On September 11, 2001 at 9:03 am, United Airlines Flight 175 struck the south tower between the 77th and 85th floors. Eight minutes later, Welles placed a call to his mother and assured her that he was fine. Alison Crowther never saw her son alive again. Once it was confirmed that Welles was among the casualties that day, Allison was haunted with thoughts about the last minutes of her son’s life. Though she scanned news sources for clues as to Welles’ final moments, Allison faced the likelihood that she would never know. Then in May of 2002, Allison found survivor Judy Wein’s account of the tragedy in the New York Times. Wein described being saved from the south tower by a man with a red bandanna. Crowther immediately contacted Wein and was able to verify that her son had indeed saved the woman’s life. Wein wasn’t the only survivor who escaped due to Welles’ heroism. He carried another woman named Ling Young on his back and down seventeen stories to safety. Afterward, Welles disappeared up the stairwell to find others in need of help.

Welles’ body was found intact next to a group of New York City firefighters in a makeshift command center on the first floor of the south tower. They died preparing to save others when the tower collapsed.

Jeff and Allison Crowther formed friendships with Ling Young and Judy Wein; the links to their son were a great comfort. Four years later, in 2006, a friend from the WTC Tribute Center called to let them know she had learned of another woman Welles had saved. Her name was Tania. After delays in their attempts to meet her, the Crowthers learned that Tania was insistent on the meeting being private, away from the prying eyes of the press. Gracious about her request, the couple arranged to meet Tania for dinner at the Princeton Club in Manhattan.

With a mixture of profound grief and pride, the Crowthers listened to Tania’s story of Welles saving her life. Tania offered to give Jeff and Allison the burnt jacket she claimed to have kept from the day of the tragedy, explaining she was unable to throw out the garment that had been touched by the hero who saved her. The Crowthers politely declined, but were touched by the openness and generosity of the brave survivor. In a sense, their son lived on in the light of Tania’s eyes. As they parted, the couple presented Tania with a red bandana. They also invited her to the memorial concert that Allison, a violinist, organized annually in honor of their son.
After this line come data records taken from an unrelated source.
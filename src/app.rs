//! Application orchestrator.
//! Builds the config, initializes logging, selects the operation, validates its
//! parameters, and hands the request to the pipeline.

use anyhow::Result;
use std::io;
use std::path::PathBuf;
use tracing::{debug, error, info};

use tidy_move::cli::Args;
use tidy_move::output as out;
use tidy_move::{Config, LogLevel, Operation, OperationRequest, TidyMoveError, pipeline};

use crate::logging::init_tracing;

/// Run the CLI application.
pub fn run(args: Args) -> Result<()> {
    let mut cfg = Config::default();
    args.apply_overrides(&mut cfg);

    // Initialize logging and hold the guard until the run is over so file logs flush
    let guard = init_tracing(&cfg.log_level, cfg.log_file.as_deref(), cfg.json).map_err(|e| {
        out::print_error(&format!("Failed to initialize logging: {}", e));
        e
    })?;

    if let Some(lvl) = args.log_level.as_deref()
        && LogLevel::parse(lvl).is_none()
    {
        out::print_warn(&format!(
            "Unknown log level '{lvl}'; using '{}'",
            cfg.log_level
        ));
    }

    debug!("Starting tidy_move: {:?}", args);

    let result = dispatch(&args, &cfg);

    drop(guard);
    result
}

/// Select and run the requested operation.
fn dispatch(args: &Args, cfg: &Config) -> Result<()> {
    let Some(operation) = Operation::lookup(&args.op) else {
        out::print_user("Invalid operation.");
        display_valid_options();
        info!(op = %args.op, "Unrecognized operation; nothing to do");
        return Ok(());
    };

    // The tick interval only matters once a pipeline runs.
    cfg.validate().map_err(fatal)?;

    let pattern = match operation {
        Operation::MoveByExt => &args.ext,
        Operation::MoveByName => &args.name,
    };
    debug!(%operation, dir = %args.dir, pattern = %pattern, "Operation selected");

    let request = OperationRequest::new(operation, pattern.as_str(), args.dir.as_str()).map_err(fatal)?;

    let cwd = current_working_directory().map_err(fatal)?;
    out::print_user(&request.scope_message(&cwd));

    pipeline::run(&request, &cwd, cfg.progress_interval, io::stdout()).map_err(fatal)?;
    Ok(())
}

/// Announce and return the directory the run operates on.
fn current_working_directory() -> Result<PathBuf, TidyMoveError> {
    let cwd = std::env::current_dir().map_err(TidyMoveError::CurrentDir)?;
    out::print_user(&format!(
        "The current working directory is: {}",
        cwd.display()
    ));
    Ok(cwd)
}

fn display_valid_options() {
    out::print_user("Valid operations:");
    for op in Operation::ALL {
        out::print_user(&format!("  -op {op}"));
    }
}

/// Log a run-ending error with its code before handing it up to main.
fn fatal(e: TidyMoveError) -> anyhow::Error {
    error!(code = e.code(), kind = e.kind(), error = %e, "Run aborted");
    e.into()
}
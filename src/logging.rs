//! Tracing initialization.
//! Builds a subscriber with EnvFilter, supports compact or JSON formats, and optional file logging.
//!
//! Behavior:
//! - Log level is driven by LogLevel (no RUST_LOG override here).
//! - Console logs go to stderr; stdout carries only the progress markers and messages.
//! - JSON/non-JSON formatting is selected via the `json` flag.
//! - If `log_file` is provided and can be opened, a non-blocking file layer is added.

use anyhow::Result;
use chrono::Local;
use std::fmt as stdfmt;
use std::fs::{self, File, OpenOptions};
use std::io;
use std::path::Path;
use tidy_move::LogLevel;
use tidy_move::output as out;
use tracing_appender::non_blocking::{NonBlocking, WorkerGuard};
use tracing_subscriber::filter::{EnvFilter, LevelFilter};
use tracing_subscriber::fmt as tsfmt;
use tracing_subscriber::fmt::time::FormatTime;
use tracing_subscriber::layer::SubscriberExt;
use tracing_subscriber::registry;
use tracing_subscriber::util::SubscriberInitExt;

/// Human-friendly timestamp formatter (DD/MM/YY HH:MM:SS)
struct LocalHumanTime;
impl FormatTime for LocalHumanTime {
    fn format_time(&self, w: &mut tracing_subscriber::fmt::format::Writer<'_>) -> stdfmt::Result {
        let now = Local::now();
        write!(w, "{}", now.format("%d/%m/%y %H:%M:%S"))
    }
}

#[inline]
fn to_level_filter(lvl: &LogLevel) -> LevelFilter {
    match lvl {
        LogLevel::Quiet => LevelFilter::ERROR,
        LogLevel::Normal => LevelFilter::INFO,
        LogLevel::Info => LevelFilter::DEBUG,
        LogLevel::Debug => LevelFilter::TRACE,
    }
}

#[inline]
fn env_filter_from_level(level_filter: LevelFilter) -> EnvFilter {
    let level_str = match level_filter {
        LevelFilter::ERROR => "error",
        LevelFilter::WARN => "warn",
        LevelFilter::INFO => "info",
        LevelFilter::DEBUG => "debug",
        LevelFilter::TRACE => "trace",
        _ => "info",
    };
    EnvFilter::new(level_str)
}

/// Open (creating if needed) a log file for appending; 0600 on Unix when created.
fn open_log_file_append(path: &Path) -> io::Result<File> {
    if let Some(parent) = path.parent()
        && !parent.as_os_str().is_empty()
    {
        fs::create_dir_all(parent)?;
    }
    let mut opts = OpenOptions::new();
    opts.create(true).append(true);
    #[cfg(unix)]
    {
        use std::os::unix::fs::OpenOptionsExt;
        opts.mode(0o600);
    }
    opts.open(path)
}

fn maybe_open_non_blocking_writer(path: &Path) -> Option<(NonBlocking, WorkerGuard)> {
    match open_log_file_append(path) {
        Ok(file) => Some(tracing_appender::non_blocking(file)),
        Err(e) => {
            out::print_warn(&format!(
                "Requested file logging to '{}' was not enabled ({}). Logs will continue to stderr.",
                path.display(),
                e
            ));
            None
        }
    }
}

/// Initialize tracing based on LogLevel and format. Returns an optional WorkerGuard
/// if a file appender is created (must be held until shutdown to flush logs).
pub fn init_tracing(
    lvl: &LogLevel,
    log_file: Option<&Path>,
    json: bool,
) -> Result<Option<WorkerGuard>> {
    let level_filter = to_level_filter(lvl);
    let env_filter = env_filter_from_level(level_filter);
    // Escape codes only when a terminal is reading stderr.
    let stderr_ansi = atty::is(atty::Stream::Stderr);

    if let Some((writer, guard)) = log_file.and_then(maybe_open_non_blocking_writer) {
        if json {
            let stderr_layer = tsfmt::layer()
                .event_format(tsfmt::format().json())
                .with_timer(LocalHumanTime)
                .with_level(true)
                .with_target(true)
                .with_thread_ids(true)
                .with_ansi(stderr_ansi)
                .with_writer(io::stderr);
            let file_layer = tsfmt::layer()
                .event_format(tsfmt::format().json())
                .with_timer(LocalHumanTime)
                .with_level(true)
                .with_target(true)
                .with_thread_ids(true)
                .with_ansi(false)
                .with_writer(writer);
            registry()
                .with(env_filter)
                .with(stderr_layer)
                .with(file_layer)
                .try_init()?;
        } else {
            let stderr_layer = tsfmt::layer()
                .with_timer(LocalHumanTime)
                .with_level(true)
                .with_target(true)
                .with_thread_ids(true)
                .compact()
                .with_ansi(stderr_ansi)
                .with_writer(io::stderr);
            let file_layer = tsfmt::layer()
                .with_timer(LocalHumanTime)
                .with_level(true)
                .with_target(true)
                .with_thread_ids(true)
                .with_ansi(false)
                .compact()
                .with_writer(writer);
            registry()
                .with(env_filter)
                .with(stderr_layer)
                .with(file_layer)
                .try_init()?;
        }
        return Ok(Some(guard));
    }

    // No file layer (either not requested or failed to open)
    if json {
        let stderr_layer = tsfmt::layer()
            .event_format(tsfmt::format().json())
            .with_timer(LocalHumanTime)
            .with_level(true)
            .with_target(true)
            .with_thread_ids(true)
            .with_ansi(stderr_ansi)
            .with_writer(io::stderr);
        registry().with(env_filter).with(stderr_layer).try_init()?;
    } else {
        let stderr_layer = tsfmt::layer()
            .with_timer(LocalHumanTime)
            .with_level(true)
            .with_target(true)
            .with_thread_ids(true)
            .compact()
            .with_ansi(stderr_ansi)
            .with_writer(io::stderr);
        registry().with(env_filter).with(stderr_layer).try_init()?;
    }
    Ok(None)
}
use owo_colors::OwoColorize;

/// Small wrapper around stdout/stderr printing to provide consistent, colored
/// user-facing messages. Colors are enabled only when the target stream is a TTY.
fn is_tty(stream: atty::Stream) -> bool {
    atty::is(stream)
}

pub fn print_warn(msg: &str) {
    if is_tty(atty::Stream::Stderr) {
        eprintln!("{} {}", "warn:".yellow().bold(), msg);
    } else {
        eprintln!("warn: {}", msg);
    }
}

pub fn print_error(msg: &str) {
    if is_tty(atty::Stream::Stderr) {
        eprintln!("{} {}", "error:".red().bold(), msg);
    } else {
        eprintln!("error: {}", msg);
    }
}

/// Print a plain user-facing line (no prefix), e.g. the working directory
/// announcement that precedes a run.
pub fn print_user(msg: &str) {
    println!("{}", msg);
}
//! Directory scan producing the stream of matching file names.
//!
//! The listing is taken as a snapshot before the first name is sent, so a
//! directory that cannot be read fails the scan before the mover sees anything.
//! Only direct children are considered and symlinks are never followed.

use flume::Sender;
use std::ffi::{OsStr, OsString};
use std::path::PathBuf;
use tracing::{debug, trace};
use walkdir::WalkDir;

use crate::errors::TidyMoveError;

/// Which literal test a file name must pass.
#[derive(Debug, Clone, Copy, PartialEq, Eq)]
pub enum MatchRule {
    /// Name ends with the pattern. No dot normalization: pass ".pdf", not "pdf".
    HasExtension,
    /// Name contains the pattern anywhere.
    NameContains,
}

impl MatchRule {
    /// Directories never match. Names are compared byte for byte, so a name
    /// that is not valid UTF-8 only matches a pattern it literally contains.
    pub fn matches(self, entry: &EntryInfo, pattern: &str) -> bool {
        if entry.is_dir {
            return false;
        }
        let name = entry.name.as_encoded_bytes();
        let pat = pattern.as_bytes();
        match self {
            MatchRule::HasExtension => name.ends_with(pat),
            MatchRule::NameContains => pat.is_empty() || name.windows(pat.len()).any(|w| w == pat),
        }
    }
}

/// What the matcher knows about one directory child.
#[derive(Debug, Clone, PartialEq, Eq)]
pub struct EntryInfo {
    name: OsString,
    is_dir: bool,
}

impl EntryInfo {
    pub fn new(name: impl Into<OsString>, is_dir: bool) -> Self {
        Self {
            name: name.into(),
            is_dir,
        }
    }

    fn from_walk(entry: walkdir::DirEntry) -> Self {
        // file_type() comes from lstat here, so a symlink to a directory is not a dir
        Self {
            is_dir: entry.file_type().is_dir(),
            name: entry.file_name().to_os_string(),
        }
    }

    pub fn name(&self) -> &OsStr {
        &self.name
    }

    pub fn is_dir(&self) -> bool {
        self.is_dir
    }
}

/// Producer side of the pipeline.
#[derive(Debug, Clone)]
pub struct Matcher {
    dir: PathBuf,
    pattern: String,
    rule: MatchRule,
}

impl Matcher {
    pub fn new(dir: impl Into<PathBuf>, pattern: impl Into<String>, rule: MatchRule) -> Self {
        Self {
            dir: dir.into(),
            pattern: pattern.into(),
            rule,
        }
    }

    /// Snapshot of the direct children, sorted by file name.
    pub fn list(&self) -> Result<Vec<EntryInfo>, TidyMoveError> {
        WalkDir::new(&self.dir)
            .min_depth(1)
            .max_depth(1)
            .follow_links(false)
            .sort_by_file_name()
            .into_iter()
            .map(|res| res.map(EntryInfo::from_walk))
            .collect::<Result<Vec<_>, _>>()
            .map_err(|source| TidyMoveError::ListDir {
                path: self.dir.clone(),
                source,
            })
    }

    /// Names that pass the rule, in listing order.
    pub fn matching(&self) -> Result<Vec<OsString>, TidyMoveError> {
        Ok(self
            .list()?
            .into_iter()
            .filter(|e| self.rule.matches(e, &self.pattern))
            .map(|e| e.name)
            .collect())
    }

    /// Send every matching name into `names` and return how many were sent.
    ///
    /// Takes the sender by value: the stream is closed when this returns, on
    /// the success path, the empty path, and the error path alike.
    pub fn scan(&self, names: Sender<OsString>) -> Result<usize, TidyMoveError> {
        let matches = self.matching()?;
        debug!(
            dir = %self.dir.display(),
            pattern = %self.pattern,
            rule = ?self.rule,
            found = matches.len(),
            "Directory scanned"
        );

        let mut sent = 0usize;
        for name in matches {
            trace!(name = %name.to_string_lossy(), "Queueing match");
            if names.send(name).is_err() {
                debug!(sent, "Receiver dropped; stopping scan early");
                break;
            }
            sent += 1;
        }
        Ok(sent)
    }
}

#[cfg(test)]
mod tests {
    use super::*;
    use std::fs;
    use tempfile::tempdir;

    fn file(name: &str) -> EntryInfo {
        EntryInfo::new(name, false)
    }

    #[test]
    fn has_extension_is_a_literal_suffix() {
        let rule = MatchRule::HasExtension;
        assert!(rule.matches(&file("a.txt"), ".txt"));
        assert!(rule.matches(&file("a.txt"), "txt"));
        assert!(rule.matches(&file("atxt"), "txt"));
        assert!(!rule.matches(&file("a.txt.bak"), ".txt"));
        assert!(!rule.matches(&EntryInfo::new("c.txt", true), ".txt"));
    }

    #[test]
    fn name_contains_is_a_literal_substring() {
        let rule = MatchRule::NameContains;
        assert!(rule.matches(&file("draft_v1.txt"), "draft"));
        assert!(rule.matches(&file("my-draft"), "draft"));
        assert!(!rule.matches(&file("final.txt"), "draft"));
        assert!(!rule.matches(&file("d*t"), "dr*"));
        assert!(!rule.matches(&EntryInfo::new("drafts", true), "draft"));
    }

    #[cfg(unix)]
    #[test]
    fn non_utf8_names_match_only_literal_bytes() {
        use std::os::unix::ffi::OsStringExt;

        let raw = EntryInfo::new(OsString::from_vec(vec![b'a', 0xff, b'.', b't']), false);
        for rule in [MatchRule::HasExtension, MatchRule::NameContains] {
            assert!(!rule.matches(&raw, "\u{FFFD}"));
            assert!(!rule.matches(&raw, "\u{FFFD}.t"));
            assert!(rule.matches(&raw, ".t"));
        }
        assert!(MatchRule::NameContains.matches(&raw, "a"));
        assert!(MatchRule::NameContains.matches(&raw, ""));
    }

    #[test]
    fn subdirectories_are_never_emitted() {
        let td = tempdir().unwrap();
        fs::write(td.path().join("a.txt"), b"a").unwrap();
        fs::write(td.path().join("b.log"), b"b").unwrap();
        fs::create_dir(td.path().join("c")).unwrap();
        fs::create_dir(td.path().join("d.txt")).unwrap();

        let by_ext = Matcher::new(td.path(), ".txt", MatchRule::HasExtension);
        assert_eq!(by_ext.matching().unwrap(), vec![OsString::from("a.txt")]);

        let by_name = Matcher::new(td.path(), "c", MatchRule::NameContains);
        assert!(by_name.matching().unwrap().is_empty());
    }

    #[test]
    fn list_reports_every_child_with_its_kind() {
        let td = tempdir().unwrap();
        fs::write(td.path().join("b.txt"), b"").unwrap();
        fs::create_dir(td.path().join("a")).unwrap();

        let listed = Matcher::new(td.path(), "", MatchRule::NameContains).list().unwrap();
        let summary: Vec<(&OsStr, bool)> = listed.iter().map(|e| (e.name(), e.is_dir())).collect();
        assert_eq!(
            summary,
            vec![(OsStr::new("a"), true), (OsStr::new("b.txt"), false)]
        );
    }

    #[test]
    fn emitted_count_equals_matching_files() {
        let td = tempdir().unwrap();
        for name in ["x1.md", "x2.md", "x3.md", "y.md", "x4.txt"] {
            fs::write(td.path().join(name), b"").unwrap();
        }
        fs::create_dir(td.path().join("x5.md")).unwrap();

        let matcher = Matcher::new(td.path(), "x", MatchRule::NameContains);
        let (tx, rx) = flume::unbounded();
        let sent = matcher.scan(tx).unwrap();
        let got: Vec<OsString> = rx.iter().collect();

        assert_eq!(sent, 4);
        assert_eq!(got.len(), 4);
        let mut dedup = got.clone();
        dedup.dedup();
        assert_eq!(dedup, got, "no name should be emitted twice");
    }

    #[test]
    fn stream_closes_on_zero_matches() {
        let td = tempdir().unwrap();
        fs::write(td.path().join("image.png"), b"").unwrap();

        let matcher = Matcher::new(td.path(), ".pdf", MatchRule::HasExtension);
        let (tx, rx) = flume::bounded(0);
        assert_eq!(matcher.scan(tx).unwrap(), 0);
        assert!(rx.recv().is_err(), "stream must be closed");
    }

    #[test]
    fn unreadable_directory_is_a_list_error_and_closes_stream() {
        let td = tempdir().unwrap();
        let missing = td.path().join("does-not-exist");

        let matcher = Matcher::new(&missing, ".txt", MatchRule::HasExtension);
        let (tx, rx) = flume::bounded(0);
        let err = matcher.scan(tx).unwrap_err();

        assert!(matches!(err, TidyMoveError::ListDir { ref path, .. } if *path == missing));
        assert!(rx.recv().is_err(), "stream must be closed after a failed scan");
    }

    #[test]
    fn scan_stops_when_receiver_is_gone() {
        let td = tempdir().unwrap();
        fs::write(td.path().join("a.txt"), b"").unwrap();
        fs::write(td.path().join("b.txt"), b"").unwrap();

        let matcher = Matcher::new(td.path(), ".txt", MatchRule::HasExtension);
        let (tx, rx) = flume::bounded(0);
        drop(rx);
        assert_eq!(matcher.scan(tx).unwrap(), 0);
    }
}
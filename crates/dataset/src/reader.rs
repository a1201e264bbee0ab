use crate::error::DatasetError;
use crate::parse::{parse_flag, parse_timestamp};
use core_types::{AcquisitionChannel, DeviceType, ExperimentRecord, Variant};
use serde::Deserialize;
use std::collections::HashSet;
use std::fs::File;
use std::io::Read;
use std::path::Path;

/// Columns every experiment export must contain.
pub const REQUIRED_COLUMNS: [&str; 8] = [
    "user_id",
    "variant",
    "acquisition_channel",
    "device_type",
    "trial_start_date",
    "paid_conversion",
    "retention_7d",
    "avg_session_length_min",
];

// One CSV row as written by the exporter. Categorical, boolean and date fields are
// kept as text here and converted in `into_record` so that every format the
// exporter produces is accepted and failures carry a readable message.
#[derive(Debug, Deserialize)]
struct CsvRow {
    user_id: u64,
    variant: String,
    acquisition_channel: String,
    device_type: String,
    trial_start_date: String,
    paid_conversion: String,
    retention_7d: String,
    avg_session_length_min: f64,
    #[serde(default)]
    paid_conversion_date: Option<String>,
    #[serde(default)]
    session_count_7d: Option<u32>,
}

impl CsvRow {
    fn into_record(self) -> Result<ExperimentRecord, String> {
        if !self.avg_session_length_min.is_finite() || self.avg_session_length_min < 0.0 {
            return Err(format!(
                "avg_session_length_min must be a non-negative number, got {}",
                self.avg_session_length_min
            ));
        }

        let paid_conversion_date = match self.paid_conversion_date.as_deref().map(str::trim) {
            None | Some("") => None,
            Some(raw) => Some(parse_timestamp(raw).map_err(|e| format!("paid_conversion_date: {e}"))?),
        };

        Ok(ExperimentRecord {
            user_id: self.user_id,
            variant: self.variant.parse::<Variant>().map_err(|e| e.to_string())?,
            acquisition_channel: self
                .acquisition_channel
                .parse::<AcquisitionChannel>()
                .map_err(|e| e.to_string())?,
            device_type: self.device_type.parse::<DeviceType>().map_err(|e| e.to_string())?,
            trial_start_date: parse_timestamp(&self.trial_start_date)
                .map_err(|e| format!("trial_start_date: {e}"))?,
            paid_conversion: parse_flag(&self.paid_conversion)
                .map_err(|e| format!("paid_conversion: {e}"))?,
            retention_7d: parse_flag(&self.retention_7d).map_err(|e| format!("retention_7d: {e}"))?,
            avg_session_length_min: self.avg_session_length_min,
            paid_conversion_date,
            session_count_7d: self.session_count_7d,
        })
    }
}

/// Loads and validates an experiment export from disk.
pub fn load_csv(path: impl AsRef<Path>) -> Result<Vec<ExperimentRecord>, DatasetError> {
    let path = path.as_ref();
    let file = File::open(path)?;
    let records = read_csv(file)?;
    tracing::info!(path = %path.display(), rows = records.len(), "Loaded experiment dataset");
    Ok(records)
}

/// Reads experiment records from any CSV source with a header row.
///
/// Columns beyond [`REQUIRED_COLUMNS`] and the optional conversion-date and
/// session-count columns are ignored. Line numbers in errors are 1-based and count
/// the header.
pub fn read_csv<R: Read>(source: R) -> Result<Vec<ExperimentRecord>, DatasetError> {
    let mut reader = csv::ReaderBuilder::new()
        .trim(csv::Trim::All)
        .from_reader(source);

    let headers = reader.headers()?.clone();
    for column in REQUIRED_COLUMNS {
        if !headers.iter().any(|h| h == column) {
            return Err(DatasetError::MissingColumn(column.to_string()));
        }
    }

    let mut seen = HashSet::new();
    let mut records = Vec::new();
    for row in reader.records() {
        let row = row?;
        let line = row.position().map(|p| p.line()).unwrap_or_default();

        let parsed: CsvRow = row
            .deserialize(Some(&headers))
            .map_err(|e| DatasetError::InvalidRow { line, message: e.to_string() })?;
        let record = parsed
            .into_record()
            .map_err(|message| DatasetError::InvalidRow { line, message })?;

        if !seen.insert(record.user_id) {
            return Err(DatasetError::DuplicateUser { user_id: record.user_id, line });
        }
        records.push(record);
    }

    if records.is_empty() {
        return Err(DatasetError::Empty);
    }
    tracing::debug!(rows = records.len(), "Parsed experiment rows");
    Ok(records)
}
use crate::error::CoreError;
use serde::{Deserialize, Serialize};
use std::fmt;
use std::str::FromStr;

/// The experiment arm a user was randomised into.
#[derive(Debug, Clone, Copy, PartialEq, Eq, Hash, PartialOrd, Ord, Serialize, Deserialize)]
#[serde(rename_all = "snake_case")]
#[cfg_attr(feature = "clap", derive(clap::ValueEnum))]
#[cfg_attr(feature = "clap", value(rename_all = "snake_case"))]
pub enum Variant {
    Control,
    Treatment,
}

impl Variant {
    pub const ALL: [Variant; 2] = [Variant::Control, Variant::Treatment];

    pub fn as_str(&self) -> &'static str {
        match self {
            Variant::Control => "control",
            Variant::Treatment => "treatment",
        }
    }
}

/// Where the trial user came from.
#[derive(Debug, Clone, Copy, PartialEq, Eq, Hash, PartialOrd, Ord, Serialize, Deserialize)]
#[serde(rename_all = "snake_case")]
#[cfg_attr(feature = "clap", derive(clap::ValueEnum))]
#[cfg_attr(feature = "clap", value(rename_all = "snake_case"))]
pub enum AcquisitionChannel {
    Organic,
    PaidSocial,
    Referral,
    Other,
}

impl AcquisitionChannel {
    pub const ALL: [AcquisitionChannel; 4] = [
        AcquisitionChannel::Organic,
        AcquisitionChannel::PaidSocial,
        AcquisitionChannel::Referral,
        AcquisitionChannel::Other,
    ];

    pub fn as_str(&self) -> &'static str {
        match self {
            AcquisitionChannel::Organic => "organic",
            AcquisitionChannel::PaidSocial => "paid_social",
            AcquisitionChannel::Referral => "referral",
            AcquisitionChannel::Other => "other",
        }
    }
}

#[derive(Debug, Clone, Copy, PartialEq, Eq, Hash, PartialOrd, Ord, Serialize, Deserialize)]
#[serde(rename_all = "snake_case")]
#[cfg_attr(feature = "clap", derive(clap::ValueEnum))]
#[cfg_attr(feature = "clap", value(rename_all = "snake_case"))]
pub enum DeviceType {
    Mobile,
    Desktop,
}

impl DeviceType {
    pub const ALL: [DeviceType; 2] = [DeviceType::Mobile, DeviceType::Desktop];

    pub fn as_str(&self) -> &'static str {
        match self {
            DeviceType::Mobile => "mobile",
            DeviceType::Desktop => "desktop",
        }
    }
}

/// The outcome columns an analysis can test.
///
/// `PaidConversion` and `Retention7d` are binary; `AvgSessionLength` is continuous.
#[derive(Debug, Clone, Copy, PartialEq, Eq, Hash, Serialize, Deserialize)]
#[serde(rename_all = "snake_case")]
pub enum Metric {
    PaidConversion,
    #[serde(rename = "retention_7d")]
    Retention7d,
    #[serde(rename = "avg_session_length_min")]
    AvgSessionLength,
}

impl Metric {
    pub const ALL: [Metric; 3] = [
        Metric::PaidConversion,
        Metric::Retention7d,
        Metric::AvgSessionLength,
    ];

    pub fn as_str(&self) -> &'static str {
        match self {
            Metric::PaidConversion => "paid_conversion",
            Metric::Retention7d => "retention_7d",
            Metric::AvgSessionLength => "avg_session_length_min",
        }
    }

    /// True for 0/1-coded metrics, which can be summarised as a rate.
    pub fn is_binary(&self) -> bool {
        matches!(self, Metric::PaidConversion | Metric::Retention7d)
    }
}

macro_rules! impl_display_from_str {
    ($ty:ty, $kind:literal) => {
        impl fmt::Display for $ty {
            fn fmt(&self, f: &mut fmt::Formatter<'_>) -> fmt::Result {
                f.write_str(self.as_str())
            }
        }

        impl FromStr for $ty {
            type Err = CoreError;

            fn from_str(s: &str) -> Result<Self, Self::Err> {
                let needle = s.trim();
                Self::ALL
                    .iter()
                    .copied()
                    .find(|v| v.as_str().eq_ignore_ascii_case(needle))
                    .ok_or_else(|| CoreError::UnknownCategory {
                        kind: $kind,
                        value: s.to_string(),
                    })
            }
        }
    };
}

impl_display_from_str!(Variant, "variant");
impl_display_from_str!(AcquisitionChannel, "acquisition_channel");
impl_display_from_str!(DeviceType, "device_type");
impl_display_from_str!(Metric, "metric");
Tania Head (left) relishes the attention while at Ground Zero with Linda Gormley and Elia Zedeño from the Survivors' Network

Tania’s rise in the ranks of the Survivors’ Network led to her co-chairing the organization, then hundreds of voices strong. When only one survivor was selected to lead a walking tour of Ground Zero for then Governor Pataki, Mayor Bloomberg and former Mayor Giuliani, none were surprised that it was Tania. What did surprise her friends was the reason behind Tania’s reluctance to lead the tour. While giving a speech to powerful politicians was apparently in her comfort zone, Tania was near hysterical over the fact that journalists from around the world would be present. After several threats not to lead the tour, Tania was assured by her puzzled friends that they would keep the press away from her. Eventually, Tania escaped the completed tour with compliments from Pataki and Giuliani, and without being cornered by the press. Her friends from the Survivors’ Network beamed with pride.

Tania co-chaired the Survivors’ Network with its founder, Gerry Bogacz. Yet as she had done since her youth in Barcelona, Tania schemed to turn the organization against Bogacz. Over time, she carefully manipulated the group until they had a list of grievances with Bogacz. Tania spoke with a stunned Bogacz regarding the network’s issues with him. Gerry Bogacz felt betrayed by the group, having long shared with them the personal, terrifying details of his escape from the towers, and the guilt, anxiety and sadness that followed. Under Tania’s twisted controls, Bogacz resigned from the Survivors’ Network, having had enough of their continued criticism. The group quickly eliminated the co-chair position, making Tania the president. Tania was finally in the power position she always desired.

DECEPTION EXPOSED
In the summer of 2007, the imaginary towers with which Tania had built her identity began to crumble. New York Times writer David Dunlap was preparing a story to mark the sixth anniversary of the 9/11 attacks. At the top of his list of sources to be interviewed was Tania Head. Yet Tania repeatedly avoided Dunlap’s attempts to contact her. Members of the Survivors’ Network couldn’t comprehend why Tania was becoming increasingly unglued at the prospect of being interviewed for the Times. She begged everyone who knew her not to talk to Dunlap. Tania even enlisted a friend to leave an angry voice mail message telling Dunlap to leave her alone.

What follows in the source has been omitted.